阿難はさっそく施しを行い、その功徳で自分も餓鬼も救われました。

また、やはり十大弟子の目蓮尊者(もくれんそんじゃ)は、その神通力で、亡き母が「目蓮だけを贔屓してかわいがった」という理由で地獄に堕ちて苦しむ姿を知ります。そこで、大勢の他者への供養を行い、母を救ったといわれています。
これが現在の「施餓鬼」や「お盆」の由来とされています。(目蓮尊者が母が助かり喜んだ様子を模したのが、盆踊りの始まりと言われております。)

こうした話は、単なる昔話とは言えません。私たちはインターネットを通じて世界中の人々や情報とつながれるようになった一方で、日常の中で他者との直接的な触れ合いが減り、「孤立」や「孤独」を感じ、心を蝕まれてしまうことが深刻な社会問題となりつつあります。私見ですが、あまりにも便利になって、ネットワークが巨大になりすぎてしまい、反って適切な個々のあるべき姿がわかりづらくなってしまったとも言えると思います。

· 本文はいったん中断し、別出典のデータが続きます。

// Copyright 2025 eraflo
//
// Licensed under the Apache License, Version 2.0 (the "License");
// you may not use this file except in compliance with the License.
// You may obtain a copy of the License at
//
//     http://www.apache.org/licenses/LICENSE-2.0
//
// Unless required by applicable law or agreed to in writing, software
// distributed under the License is distributed on an "AS IS" BASIS,
// WITHOUT WARRANTIES OR CONDITIONS OF ANY KIND, either express or implied.
// See the License for the specific language governing permissions and
// limitations under the License.

//! Scene configuration: physics settings plus the agents to spawn.

use std::collections::HashSet;
use std::path::Path;

use anyhow::Context;
use goo_agents::{AgentError, AgentSpec};
use goo_core::event::BusError;
use goo_lanes::physics_lane::PhysicsConfig;
use serde::{Deserialize, Serialize};
use thiserror::Error;

/// Errors raised while reading a scene or building a world from it.
#[derive(Debug, Error)]
pub enum ConfigError {
    /// The text is not a valid scene.
    #[error("invalid scene format: {0}")]
    InvalidFormat(String),
    /// Two agents share a name.
    #[error("agent '{0}' is declared twice")]
    DuplicateAgent(String),
    /// The fixed timestep must be a positive duration.
    #[error("fixed timestep must be positive, got {0}")]
    InvalidTimestep(f32),
    /// The registry could not be attached to the bus.
    #[error(transparent)]
    Bus(#[from] BusError),
    /// An agent of the scene could not be created.
    #[error(transparent)]
    Agent(#[from] AgentError),
}

/// A complete scene description.
#[derive(Debug, Clone, Default, PartialEq, Serialize, Deserialize)]
#[serde(default)]
pub struct GameConfig {
    pub physics: PhysicsConfig,
    /// Agents, created in order.
    pub agents: Vec<AgentSpec>,
}

impl GameConfig {
    /// Parses and validates a scene from RON text.
    pub fn from_ron_str(text: &str) -> Result<Self, ConfigError> {
        let config: Self =
            ron::from_str(text).map_err(|e| ConfigError::InvalidFormat(e.to_string()))?;
        config.validate()?;
        Ok(config)
    }

    /// Reads a scene file.
    ///
    /// ## Arguments
    /// * `path` - Path of a RON scene file.
    ///
    /// ## Returns
    /// The parsed scene, or an error naming the file that failed.
    pub fn load(path: impl AsRef<Path>) -> anyhow::Result<Self> {
        let path = path.as_ref();
        let text = std::fs::read_to_string(path)
            .with_context(|| format!("Failed to read scene file '{}'", path.display()))?;
        let config = Self::from_ron_str(&text)
            .with_context(|| format!("Failed to parse scene file '{}'", path.display()))?;
        log::info!(
            "Loaded scene '{}' with {} agents.",
            path.display(),
            config.agents.len()
        );
        Ok(config)
    }

    /// Serializes the scene as human-readable RON.
    pub fn to_ron_string(&self) -> Result<String, ConfigError> {
        let pretty_config = ron::ser::PrettyConfig::default().indentor("  ".to_string());
        ron::ser::to_string_pretty(self, pretty_config)
            .map_err(|e| ConfigError::InvalidFormat(e.to_string()))
    }

    /// Checks what the parser cannot: unique names and a usable timestep.
    pub fn validate(&self) -> Result<(), ConfigError> {
        let step = self.physics.fixed_timestep;
        if !(step.is_finite() && step > 0.0) {
            return Err(ConfigError::InvalidTimestep(step));
        }
        let mut seen = HashSet::new();
        for spec in &self.agents {
            if !seen.insert(spec.name.as_str()) {
                return Err(ConfigError::DuplicateAgent(spec.name.clone()));
            }
        }
        Ok(())
    }
}

#[cfg(test)]
mod tests {
    use super::*;
    use approx::assert_relative_eq;
    use goo_agents::AgentParams;

    const SCENE: &str = r#"
        (
            physics: (gravity: (x: 0.0, y: -9.8), fixed_timestep: 0.02),
            agents: [
                (name: "ground", params: Solid((body: (shapes: [(kind: Box(half_extents: (x: 10.0, y: 0.5)))])))),
                (name: "player", params: Player((throw_cost: 15.0))),
                (name: "coin", params: Collectable((position: (x: 3.0, y: 1.0), points: 5))),
            ],
        )
    "#;

    #[test]
    fn test_scene_parses_with_defaults() {
        let config = GameConfig::from_ron_str(SCENE).unwrap();
        assert_relative_eq!(config.physics.gravity.y, -9.8);
        assert_relative_eq!(config.physics.fixed_timestep, 0.02);
        assert_eq!(config.physics.velocity_iterations, 8);
        assert_eq!(config.agents.len(), 3);
        let AgentParams::Player(player) = &config.agents[1].params else {
            panic!("expected player params");
        };
        assert_relative_eq!(player.throw_cost, 15.0);
        assert_relative_eq!(player.blob.radius, 2.0);
    }

    #[test]
    fn test_duplicate_names_are_rejected() {
        let text = r#"(agents: [(name: "a", params: Ai(())), (name: "a", params: Ai(()))])"#;
        match GameConfig::from_ron_str(text) {
            Err(ConfigError::DuplicateAgent(name)) => assert_eq!(name, "a"),
            other => panic!("unexpected result: {other:?}"),
        }
    }

    #[test]
    fn test_bad_timestep_and_syntax_are_rejected() {
        assert!(matches!(
            GameConfig::from_ron_str("(physics: (fixed_timestep: 0.0))"),
            Err(ConfigError::InvalidTimestep(_))
        ));
        assert!(matches!(
            GameConfig::from_ron_str("(agents: [(name: \"x\", params: Dragon(()))])"),
            Err(ConfigError::InvalidFormat(_))
        ));
    }

    #[test]
    fn test_pretty_output_reads_back() {
        let config = GameConfig::from_ron_str(SCENE).unwrap();
        let text = config.to_ron_string().unwrap();
        assert_eq!(GameConfig::from_ron_str(&text).unwrap(), config);
    }

    #[test]
    fn test_load_reports_missing_file() {
        let err = GameConfig::load("does/not/exist.ron").unwrap_err();
        assert!(err.to_string().contains("does/not/exist.ron"));
    }
}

そんな今だからこそ、自分がどれほど多くの命と繋がって生きているかを感じたり、それに感謝したりして、世界と自分との共生のバランス感覚を養う必要性があるように感じます。

例えば、江戸時代までの10親等の祖先をさかのぼると、単純計算で2,046人もの先祖がいると言われます。また、今日の食卓で自分が頂いたものにも、もともとは命があり、その命を支えるために犠牲になった別の命もあり、またその命を支えた別の・・・とそれこそ天文学的な命の数で繋がって、今の自分というものが維持されている訳です。

施餓鬼やお盆は、亡き人の供養をすると共に、命のつながりが感じにくい現代社会においても、自らの心の安定に重きを置く仏教の智慧がいかんなく発揮され、見えない命に想いを巡らせることで、自分の存在もまた支えられていると感じることが出来る、『これから生きる人』の為の儀式でもあります。

東福寺のお施餓鬼会は、毎年7月5日。今年は土曜日とのことです。令和になりましても、この法灯を消さずに、東福寺にて儀式を執り行う事が出来るのも、檀家の皆様、地域の皆様の想いあっての賜物でございます。

今年も無事円成出来ますよう、引き続き変わらぬご支援ご協力をどうぞ宜しくお願い申し上げます。